Afin d’approfondir l’hypothèse, « nous nous sommes demandé comment des niveaux inférieurs de KIBRA affectent la signalisation au niveau de la synapse et si une meilleure compréhension de ce mécanisme pourrait donner un aperçu de la façon de réparer les synapses endommagées au cours de la maladie d’Alzheimer », précise le coauteur de l’étude, Grant Kauwe, également du Buck Institute for Research on Aging.

Cependant, en mesurant les niveaux de KIBRA dans le liquide céphalo-rachidien des patients, les chercheurs ont constaté qu’ils étaient étonnamment élevés — bien que les taux soient réduits au niveau des tissus cérébraux. La forte concentration dans le liquide céphalo-rachidien est également corrélée à une augmentation des protéines tau. « Il était très surprenant de voir à quel point la relation était forte, ce qui montre vraiment que le rôle de KIBRA est affecté par (ou du moins lié à) la protéine tau dans le cerveau », estime Tracy.
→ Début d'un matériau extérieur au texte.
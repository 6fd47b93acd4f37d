//! Admin account endpoints

use axum::{
    extract::{Path, State},
    http::StatusCode,
    Json,
};
use axum_extra::extract::{CookieJar, Multipart};

use crate::{
    error::AppResult,
    models::{
        admin::{Admin, RegisterAdmin},
        session::LoginRequest,
    },
    AppState,
};

use super::{
    removal_cookie, session_cookie, users::EmailVerificationResponse, AdminSession,
    CurrentSession, MessageResponse, RegistrationForm,
};

/// Register an admin (multipart: `request` JSON part)
#[utoipa::path(
    post,
    path = "/admin/register",
    tag = "admins",
    request_body(content_type = "multipart/form-data", description = "`request` part with RegisterAdmin JSON"),
    responses(
        (status = 200, description = "Admin registered, session cookie set", body = MessageResponse),
        (status = 409, description = "Email already in use", body = crate::error::ErrorResponse)
    )
)]
pub async fn register(
    State(state): State<AppState>,
    jar: CookieJar,
    multipart: Multipart,
) -> AppResult<(CookieJar, Json<MessageResponse>)> {
    let form = RegistrationForm::<RegisterAdmin>::read(multipart).await?;
    let (_, session_id) = state.services.admins.register(form.request).await?;

    Ok((
        jar.add(session_cookie(&state.config.auth, session_id)),
        Json(MessageResponse::ok("Admin registered successfully")),
    ))
}

/// Admin login
#[utoipa::path(
    post,
    path = "/admin/login",
    tag = "admins",
    request_body = LoginRequest,
    responses(
        (status = 200, description = "Login successful, session cookie set", body = MessageResponse),
        (status = 401, description = "Incorrect password", body = crate::error::ErrorResponse),
        (status = 404, description = "Admin not found", body = crate::error::ErrorResponse)
    )
)]
pub async fn login(
    State(state): State<AppState>,
    jar: CookieJar,
    Json(request): Json<LoginRequest>,
) -> AppResult<(CookieJar, Json<MessageResponse>)> {
    let (_, session_id) = state.services.admins.login(request).await?;
    Ok((
        jar.add(session_cookie(&state.config.auth, session_id)),
        Json(MessageResponse::ok("Login successful")),
    ))
}

#[utoipa::path(
    get,
    path = "/admin/check-email-verification",
    tag = "admins",
    responses(
        (status = 200, description = "Verification status", body = EmailVerificationResponse),
        (status = 401, description = "No active session", body = crate::error::ErrorResponse)
    )
)]
pub async fn check_email_verification(
    State(state): State<AppState>,
    CurrentSession(session): CurrentSession,
) -> AppResult<Json<EmailVerificationResponse>> {
    let verified = state.services.admins.is_email_verified(&session).await?;
    Ok(Json(EmailVerificationResponse::new(verified)))
}

#[utoipa::path(
    get,
    path = "/admin/logout",
    tag = "admins",
    responses(
        (status = 204, description = "Logged out, cookie cleared")
    )
)]
pub async fn logout(
    State(state): State<AppState>,
    jar: CookieJar,
) -> AppResult<(CookieJar, StatusCode)> {
    if let Some(cookie) = jar.get(&state.config.auth.cookie_name) {
        state.services.auth.close_session(cookie.value()).await?;
    }
    Ok((
        jar.remove(removal_cookie(&state.config.auth)),
        StatusCode::NO_CONTENT,
    ))
}

/// All admins
#[utoipa::path(
    get,
    path = "/admin/allAdmins",
    tag = "admins",
    responses(
        (status = 200, description = "All admin accounts", body = Vec<Admin>),
        (status = 403, description = "Administrator privileges required", body = crate::error::ErrorResponse)
    )
)]
pub async fn list_admins(
    State(state): State<AppState>,
    AdminSession(_admin): AdminSession,
) -> AppResult<Json<Vec<Admin>>> {
    let admins = state.services.admins.list_all().await?;
    Ok(Json(admins))
}

/// Delete another admin account
#[utoipa::path(
    delete,
    path = "/admin/delete/{email}",
    tag = "admins",
    params(("email" = String, Path, description = "Admin e-mail")),
    responses(
        (status = 200, description = "Admin deleted", body = MessageResponse),
        (status = 404, description = "Admin not found", body = crate::error::ErrorResponse),
        (status = 409, description = "Cannot delete own account", body = crate::error::ErrorResponse)
    )
)]
pub async fn delete_admin(
    State(state): State<AppState>,
    AdminSession(admin): AdminSession,
    Path(email): Path<String>,
) -> AppResult<Json<MessageResponse>> {
    state.services.admins.delete(&admin, &email).await?;
    Ok(Json(MessageResponse::ok("Admin deleted successfully")))
}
Inverser la perte de mémoire sans réduire le taux de protéines tau

Afin de mieux comprendre de quelle manière les différences de taux de KIBRA affectent les synapses, l’équipe a développé une version fonctionnelle raccourcie de la protéine. En l’administrant à des modèles murins d’Alzheimer, ils ont découvert un grand potentiel d’inversion de la perte de mémoire — les mécanismes de résilience des synapses étant nettement renforcés. Cela s’est produit alors que l’accumulation toxique de protéines tau a continué.
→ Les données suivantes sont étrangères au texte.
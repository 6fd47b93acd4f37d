//! Catalog endpoints

use axum::{
    extract::{Path, Query, State},
    http::StatusCode,
    Json,
};
use chrono::{DateTime, Utc};
use serde::Serialize;
use utoipa::ToSchema;
use uuid::Uuid;

use crate::{
    error::AppResult,
    models::{
        book::{Book, BookQuery, CreateBook, RateBook, UpdateBook},
        pagination::PageRequest,
    },
    AppState,
};

use super::{AdminSession, CurrentSession, MessageResponse, PaginatedResponse, StudentSession};

/// Catalog page size used by the web client
const DEFAULT_PER_PAGE: i64 = 7;

#[derive(Serialize, ToSchema)]
#[serde(rename_all = "camelCase")]
pub struct BookCreatedResponse {
    pub timestamp: DateTime<Utc>,
    pub status: u16,
    pub message: String,
    pub book_id: Uuid,
}

/// Whole catalog sorted by title
#[utoipa::path(
    get,
    path = "/books/allBooks",
    tag = "books",
    responses(
        (status = 200, description = "All books", body = Vec<Book>),
        (status = 401, description = "No active session", body = crate::error::ErrorResponse)
    )
)]
pub async fn list_all_books(
    State(state): State<AppState>,
    CurrentSession(_session): CurrentSession,
) -> AppResult<Json<Vec<Book>>> {
    let books = state.services.catalog.list_all().await?;
    Ok(Json(books))
}

/// Search the catalog with pagination
#[utoipa::path(
    get,
    path = "/books/list",
    tag = "books",
    params(BookQuery),
    responses(
        (status = 200, description = "Page of books", body = PaginatedResponse<Book>)
    )
)]
pub async fn list_books(
    State(state): State<AppState>,
    CurrentSession(_session): CurrentSession,
    Query(query): Query<BookQuery>,
) -> AppResult<Json<PaginatedResponse<Book>>> {
    let page = PageRequest::new(query.page, query.per_page, DEFAULT_PER_PAGE);
    let (books, total) = state.services.catalog.search_books(&query, page).await?;
    Ok(Json(PaginatedResponse::new(books, total, page)))
}

/// Books whose title, author or genre contains the keyword
#[utoipa::path(
    get,
    path = "/books/search/{keyword}",
    tag = "books",
    params(("keyword" = String, Path, description = "Case-insensitive substring")),
    responses(
        (status = 200, description = "Matching books", body = Vec<Book>)
    )
)]
pub async fn search_books(
    State(state): State<AppState>,
    CurrentSession(_session): CurrentSession,
    Path(keyword): Path<String>,
) -> AppResult<Json<Vec<Book>>> {
    let books = state.services.catalog.search_keyword(&keyword).await?;
    Ok(Json(books))
}

/// Get book by ID
#[utoipa::path(
    get,
    path = "/books/{book_id}",
    tag = "books",
    params(("book_id" = Uuid, Path, description = "Book ID")),
    responses(
        (status = 200, description = "Book", body = Book),
        (status = 404, description = "Book not found", body = crate::error::ErrorResponse)
    )
)]
pub async fn get_book(
    State(state): State<AppState>,
    CurrentSession(_session): CurrentSession,
    Path(book_id): Path<Uuid>,
) -> AppResult<Json<Book>> {
    let book = state.services.catalog.get_book(book_id).await?;
    Ok(Json(book))
}

/// Add a title to the catalog
#[utoipa::path(
    post,
    path = "/books/createBook",
    tag = "books",
    request_body = CreateBook,
    responses(
        (status = 201, description = "Book created", body = BookCreatedResponse),
        (status = 400, description = "Invalid book", body = crate::error::ErrorResponse),
        (status = 403, description = "Administrator privileges required", body = crate::error::ErrorResponse)
    )
)]
pub async fn create_book(
    State(state): State<AppState>,
    AdminSession(_admin): AdminSession,
    Json(book): Json<CreateBook>,
) -> AppResult<(StatusCode, Json<BookCreatedResponse>)> {
    let created = state.services.catalog.create_book(book).await?;
    Ok((
        StatusCode::CREATED,
        Json(BookCreatedResponse {
            timestamp: Utc::now(),
            status: StatusCode::CREATED.as_u16(),
            message: "Book created successfully".to_string(),
            book_id: created.id,
        }),
    ))
}

/// Replace a book's fields and resize its stock
#[utoipa::path(
    put,
    path = "/books/{book_id}",
    tag = "books",
    params(("book_id" = Uuid, Path, description = "Book ID")),
    request_body = UpdateBook,
    responses(
        (status = 200, description = "Book updated", body = MessageResponse),
        (status = 400, description = "Cannot reduce total copies below borrowed count", body = crate::error::ErrorResponse),
        (status = 404, description = "Book not found", body = crate::error::ErrorResponse)
    )
)]
pub async fn update_book(
    State(state): State<AppState>,
    AdminSession(_admin): AdminSession,
    Path(book_id): Path<Uuid>,
    Json(book): Json<UpdateBook>,
) -> AppResult<Json<MessageResponse>> {
    state.services.catalog.update_book(book_id, book).await?;
    Ok(Json(MessageResponse::ok("Book updated successfully")))
}

/// Remove a book with no copy on loan
#[utoipa::path(
    delete,
    path = "/books/{book_id}",
    tag = "books",
    params(("book_id" = Uuid, Path, description = "Book ID")),
    responses(
        (status = 200, description = "Book deleted", body = MessageResponse),
        (status = 404, description = "Book not found", body = crate::error::ErrorResponse),
        (status = 409, description = "Cannot delete book with borrowed copies", body = crate::error::ErrorResponse)
    )
)]
pub async fn delete_book(
    State(state): State<AppState>,
    AdminSession(_admin): AdminSession,
    Path(book_id): Path<Uuid>,
) -> AppResult<Json<MessageResponse>> {
    state.services.catalog.delete_book(book_id).await?;
    Ok(Json(MessageResponse::ok("Book deleted successfully")))
}

/// Rate a book once (1 to 5)
#[utoipa::path(
    post,
    path = "/books/rating",
    tag = "books",
    request_body = RateBook,
    responses(
        (status = 200, description = "Rating recorded", body = MessageResponse),
        (status = 400, description = "Rating out of range", body = crate::error::ErrorResponse),
        (status = 404, description = "Book not found", body = crate::error::ErrorResponse),
        (status = 409, description = "User has already rated this book", body = crate::error::ErrorResponse)
    )
)]
pub async fn rate_book(
    State(state): State<AppState>,
    StudentSession(session): StudentSession,
    Json(rating): Json<RateBook>,
) -> AppResult<Json<MessageResponse>> {
    state.services.catalog.rate_book(&session, rating).await?;
    Ok(Json(MessageResponse::ok("Book Rating updated successfully")))
}
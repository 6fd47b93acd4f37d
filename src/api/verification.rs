//! E-mail verification endpoints

use axum::{extract::State, Json};
use serde::Deserialize;
use utoipa::ToSchema;

use crate::{error::AppResult, AppState};

use super::{CurrentSession, MessageResponse};

#[derive(Debug, Default, Deserialize, ToSchema)]
pub struct VerifyEmailRequest {
    pub code: Option<String>,
}

/// Mail a fresh 6-digit code to the session's address
#[utoipa::path(
    post,
    path = "/verify/send-code",
    tag = "verification",
    responses(
        (status = 200, description = "Code sent", body = MessageResponse),
        (status = 401, description = "No active session", body = crate::error::ErrorResponse),
        (status = 404, description = "Account not found", body = crate::error::ErrorResponse)
    )
)]
pub async fn send_code(
    State(state): State<AppState>,
    CurrentSession(session): CurrentSession,
) -> AppResult<Json<MessageResponse>> {
    state.services.verification.send_code(&session).await?;
    Ok(Json(MessageResponse::ok("Verification code sent")))
}

/// Check a code and mark the account verified
#[utoipa::path(
    post,
    path = "/verify/verify-email",
    tag = "verification",
    request_body = VerifyEmailRequest,
    responses(
        (status = 200, description = "Email verified", body = MessageResponse),
        (status = 400, description = "Missing verification code", body = crate::error::ErrorResponse),
        (status = 401, description = "Invalid or expired code", body = crate::error::ErrorResponse)
    )
)]
pub async fn verify_email(
    State(state): State<AppState>,
    CurrentSession(session): CurrentSession,
    Json(request): Json<VerifyEmailRequest>,
) -> AppResult<Json<MessageResponse>> {
    state
        .services
        .verification
        .verify_email(&session, request.code.as_deref())
        .await?;
    Ok(Json(MessageResponse::ok("Email verified successfully")))
}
Ces résultats suggèrent que l’approche pourrait être utilisée pour atténuer la perte de mémoire et compléter les thérapies actuelles ciblant la protéine tau. Les experts prévoient en outre d’explorer plus avant le phénomène, afin de déterminer si KIBRA pourrait être utilisée comme biomarqueur de dysfonctionnement synaptique et de déclin cognitif. Cela pourrait être utile à la fois pour le diagnostic précoce de la maladie, du suivi de la réponse aux traitements et pour la planification des futures stratégies thérapeutiques.